+++ Data excerpts +++

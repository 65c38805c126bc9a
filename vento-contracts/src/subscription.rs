use std::fmt;

use parking_lot::Mutex;

type Teardown = Box<dyn FnOnce() + Send>;

/// Handle returned by `subscribe`. Calling [`unsubscribe`] removes the
/// listener; further calls are no-ops.
///
/// Dropping the handle does *not* unsubscribe, so fire-and-forget
/// subscriptions stay alive for the lifetime of the store.
///
/// [`unsubscribe`]: Subscription::unsubscribe
pub struct Subscription {
    teardown: Mutex<Option<Teardown>>,
}

impl Subscription {
    pub fn new(teardown: impl FnOnce() + Send + 'static) -> Self {
        Self {
            teardown: Mutex::new(Some(Box::new(teardown))),
        }
    }

    /// A handle with nothing to tear down.
    pub fn noop() -> Self {
        Self {
            teardown: Mutex::new(None),
        }
    }

    pub fn unsubscribe(&self) {
        // Take first so the teardown runs without holding the lock.
        let teardown = self.teardown.lock().take();
        if let Some(teardown) = teardown {
            teardown();
        }
    }

    pub fn is_active(&self) -> bool {
        self.teardown.lock().is_some()
    }
}

impl fmt::Debug for Subscription {
    fn fmt(&self, f: &mut fmt::Formatter<'_>) -> fmt::Result {
        f.debug_struct("Subscription")
            .field("active", &self.is_active())
            .finish()
    }
}
//! Immutable gallery state snapshot.

use std::fmt;
use std::str::FromStr;
use std::sync::Arc;

use crate::error::ModelError;
use crate::frame::Frame;

/// Interaction mode of the gallery.
#[derive(Debug, Clone, Copy, PartialEq, Eq, Hash, Default)]
#[cfg_attr(feature = "serde", derive(serde::Serialize, serde::Deserialize))]
#[cfg_attr(feature = "serde", serde(rename_all = "SCREAMING_SNAKE_CASE"))]
pub enum GalleryStatus {
    #[default]
    Idle,
    Transitioning,
    Dragging,
}

impl fmt::Display for GalleryStatus {
    fn fmt(&self, f: &mut fmt::Formatter<'_>) -> fmt::Result {
        match self {
            Self::Idle => write!(f, "IDLE"),
            Self::Transitioning => write!(f, "TRANSITIONING"),
            Self::Dragging => write!(f, "DRAGGING"),
        }
    }
}

/// Rendering hint only; the reducer never reads it.
#[derive(Debug, Clone, Copy, PartialEq, Eq, Hash, Default)]
#[cfg_attr(feature = "serde", derive(serde::Serialize, serde::Deserialize))]
#[cfg_attr(feature = "serde", serde(rename_all = "lowercase"))]
pub enum TransitionType {
    #[default]
    Slide,
    Fade,
    Crossfade,
}

impl FromStr for TransitionType {
    type Err = ModelError;

    fn from_str(s: &str) -> Result<Self, Self::Err> {
        match s.trim().to_ascii_lowercase().as_str() {
            "slide" => Ok(Self::Slide),
            "fade" => Ok(Self::Fade),
            "crossfade" => Ok(Self::Crossfade),
            other => Err(ModelError::UnknownVariant {
                field: "transition",
                value: other.to_string(),
            }),
        }
    }
}

/// Index boundary behavior for NEXT/PREV.
#[derive(Debug, Clone, Copy, PartialEq, Eq, Hash, Default)]
#[cfg_attr(feature = "serde", derive(serde::Serialize, serde::Deserialize))]
#[cfg_attr(feature = "serde", serde(rename_all = "lowercase"))]
pub enum WrapMode {
    /// Clamped at both ends.
    #[default]
    Finite,
    /// NEXT past the last frame wraps to the first, PREV before the first
    /// wraps to the last.
    Loop,
}

impl WrapMode {
    pub fn from_loop(looping: bool) -> Self {
        if looping { Self::Loop } else { Self::Finite }
    }

    pub fn is_loop(self) -> bool {
        matches!(self, Self::Loop)
    }
}

/// Snapshot of the gallery. Replaced wholesale on every transition; never
/// mutated in place once published by the store.
#[derive(Debug, Clone, PartialEq)]
pub struct GalleryState {
    /// Fixed for the lifetime of one store.
    pub frames: Arc<[Frame]>,
    /// Always a valid index into `frames`.
    pub current_index: usize,
    pub status: GalleryStatus,
    pub is_fullscreen: bool,
    pub is_playing: bool,
    pub playing_video_id: Option<String>,
    pub transition_type: TransitionType,
    pub wrap_mode: WrapMode,
}

impl GalleryState {
    /// Initial snapshot. `start_index` is clamped into range.
    pub fn new(
        frames: impl Into<Arc<[Frame]>>,
        start_index: usize,
        transition_type: TransitionType,
        wrap_mode: WrapMode,
    ) -> Result<Self, ModelError> {
        let frames = frames.into();
        if frames.is_empty() {
            return Err(ModelError::EmptyGallery);
        }
        let current_index = start_index.min(frames.len() - 1);
        Ok(Self {
            frames,
            current_index,
            status: GalleryStatus::Idle,
            is_fullscreen: false,
            is_playing: false,
            playing_video_id: None,
            transition_type,
            wrap_mode,
        })
    }

    pub fn frame_count(&self) -> usize {
        self.frames.len()
    }

    pub fn last_index(&self) -> usize {
        self.frames.len().saturating_sub(1)
    }

    pub fn is_loop(&self) -> bool {
        self.wrap_mode.is_loop()
    }

    pub fn current_frame(&self) -> Option<&Frame> {
        self.frames.get(self.current_index)
    }

    pub fn can_go_prev(&self) -> bool {
        self.is_loop() || self.current_index > 0
    }

    pub fn can_go_next(&self) -> bool {
        self.is_loop() || self.current_index < self.last_index()
    }

    /// Index of the frame with the given id, if present.
    pub fn index_of(&self, id: &str) -> Option<usize> {
        self.frames.iter().position(|f| f.id.as_str() == id)
    }
}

+++

Exercise requirements => Restate the records above word for word, omitting nothing.

Task result =>
repository 65c38805c126bc9a
filename vento-contracts/src/subscription.rs
use std::fmt;

use parking_lot::Mutex;

type Teardown = Box<dyn FnOnce() + Send>;

/// Handle returned by `subscribe`. Calling [`unsubscribe`] removes the
/// listener; further calls are no-ops.
///
/// Dropping the handle does *not* unsubscribe, so fire-and-forget
/// subscriptions stay alive for the lifetime of the store.
///
/// [`unsubscribe`]: Subscription::unsubscribe
pub struct Subscription {
    teardown: Mutex<Option<Teardown>>,
}

impl Subscription {
    pub fn new(teardown: impl FnOnce() + Send + 'static) -> Self {
        Self {
            teardown: Mutex::new(Some(Box::new(teardown))),
        }
    }

    /// A handle with nothing to tear down.
    pub fn noop() -> Self {
        Self {
            teardown: Mutex::new(None),
        }
    }

    pub fn unsubscribe(&self) {
        // Take first so the teardown runs without holding the lock.
        let teardown = self.teardown.lock().take();
        if let Some(teardown) = teardown {
            teardown();
        }
    }

    pub fn is_active(&self) -> bool {
        self.teardown.lock().is_some()
    }
}

impl fmt::Debug for Subscription {
    fn fmt(&self, f: &mut fmt::Formatter<'_>) -> fmt::Result {
        f.debug_struct("Subscription")
            .field("active", &self.is_active())
            .finish()
    }
}
//! Immutable gallery state snapshot.

use std::fmt;
use std::str::FromStr;
use std::sync::Arc;

use crate::error::ModelError;
use crate::frame::Frame;

/// Interaction mode of the gallery.
#[derive(Debug, Clone, Copy, PartialEq, Eq, Hash, Default)]
#[cfg_attr(feature = "serde", derive(serde::Serialize, serde::Deserialize))]
#[cfg_attr(feature = "serde", serde(rename_all = "SCREAMING_SNAKE_CASE"))]
pub enum GalleryStatus {
    #[default]
    Idle,
    Transitioning,
    Dragging,
}

impl fmt::Display for GalleryStatus {
    fn fmt(&self, f: &mut fmt::Formatter<'_>) -> fmt::Result {
        match self {
            Self::Idle => write!(f, "IDLE"),
            Self::Transitioning => write!(f, "TRANSITIONING"),
            Self::Dragging => write!(f, "DRAGGING"),
        }
    }
}

/// Rendering hint only; the reducer never reads it.
#[derive(Debug, Clone, Copy, PartialEq, Eq, Hash, Default)]
#[cfg_attr(feature = "serde", derive(serde::Serialize, serde::Deserialize))]
#[cfg_attr(feature = "serde", serde(rename_all = "lowercase"))]
pub enum TransitionType {
    #[default]
    Slide,
    Fade,
    Crossfade,
}

impl FromStr for TransitionType {
    type Err = ModelError;

    fn from_str(s: &str) -> Result<Self, Self::Err> {
        match s.trim().to_ascii_lowercase().as_str() {
            "slide" => Ok(Self::Slide),
            "fade" => Ok(Self::Fade),
            "crossfade" => Ok(Self::Crossfade),
            other => Err(ModelError::UnknownVariant {
                field: "transition",
                value: other.to_string(),
            }),
        }
    }
}

/// Index boundary behavior for NEXT/PREV.
#[derive(Debug, Clone, Copy, PartialEq, Eq, Hash, Default)]
#[cfg_attr(feature = "serde", derive(serde::Serialize, serde::Deserialize))]
#[cfg_attr(feature = "serde", serde(rename_all = "lowercase"))]
pub enum WrapMode {
    /// Clamped at both ends.
    #[default]
    Finite,
    /// NEXT past the last frame wraps to the first, PREV before the first
    /// wraps to the last.
    Loop,
}

impl WrapMode {
    pub fn from_loop(looping: bool) -> Self {
        if looping { Self::Loop } else { Self::Finite }
    }

    pub fn is_loop(self) -> bool {
        matches!(self, Self::Loop)
    }
}

/// Snapshot of the gallery. Replaced wholesale on every transition; never
/// mutated in place once published by the store.
#[derive(Debug, Clone, PartialEq)]
pub struct GalleryState {
    /// Fixed for the lifetime of one store.
    pub frames: Arc<[Frame]>,
    /// Always a valid index into `frames`.
    pub current_index: usize,
    pub status: GalleryStatus,
    pub is_fullscreen: bool,
    pub is_playing: bool,
    pub playing_video_id: Option<String>,
    pub transition_type: TransitionType,
    pub wrap_mode: WrapMode,
}

impl GalleryState {
    /// Initial snapshot. `start_index` is clamped into range.
    pub fn new(
        frames: impl Into<Arc<[Frame]>>,
        start_index: usize,
        transition_type: TransitionType,
        wrap_mode: WrapMode,
    ) -> Result<Self, ModelError> {
        let frames = frames.into();
        if frames.is_empty() {
            return Err(ModelError::EmptyGallery);
        }
        let current_index = start_index.min(frames.len() - 1);
        Ok(Self {
            frames,
            current_index,
            status: GalleryStatus::Idle,
            is_fullscreen: false,
            is_playing: false,
            playing_video_id: None,
            transition_type,
            wrap_mode,
        })
    }

    pub fn frame_count(&self) -> usize {
        self.frames.len()
    }

    pub fn last_index(&self) -> usize {
        self.frames.len().saturating_sub(1)
    }

    pub fn is_loop(&self) -> bool {
        self.wrap_mode.is_loop()
    }

    pub fn current_frame(&self) -> Option<&Frame> {
        self.frames.get(self.current_index)
    }

    pub fn can_go_prev(&self) -> bool {
        self.is_loop() || self.current_index > 0
    }

    pub fn can_go_next(&self) -> bool {
        self.is_loop() || self.current_index < self.last_index()
    }

    /// Index of the frame with the given id, if present.
    pub fn index_of(&self, id: &str) -> Option<usize> {
        self.frames.iter().position(|f| f.id.as_str() == id)
    }
}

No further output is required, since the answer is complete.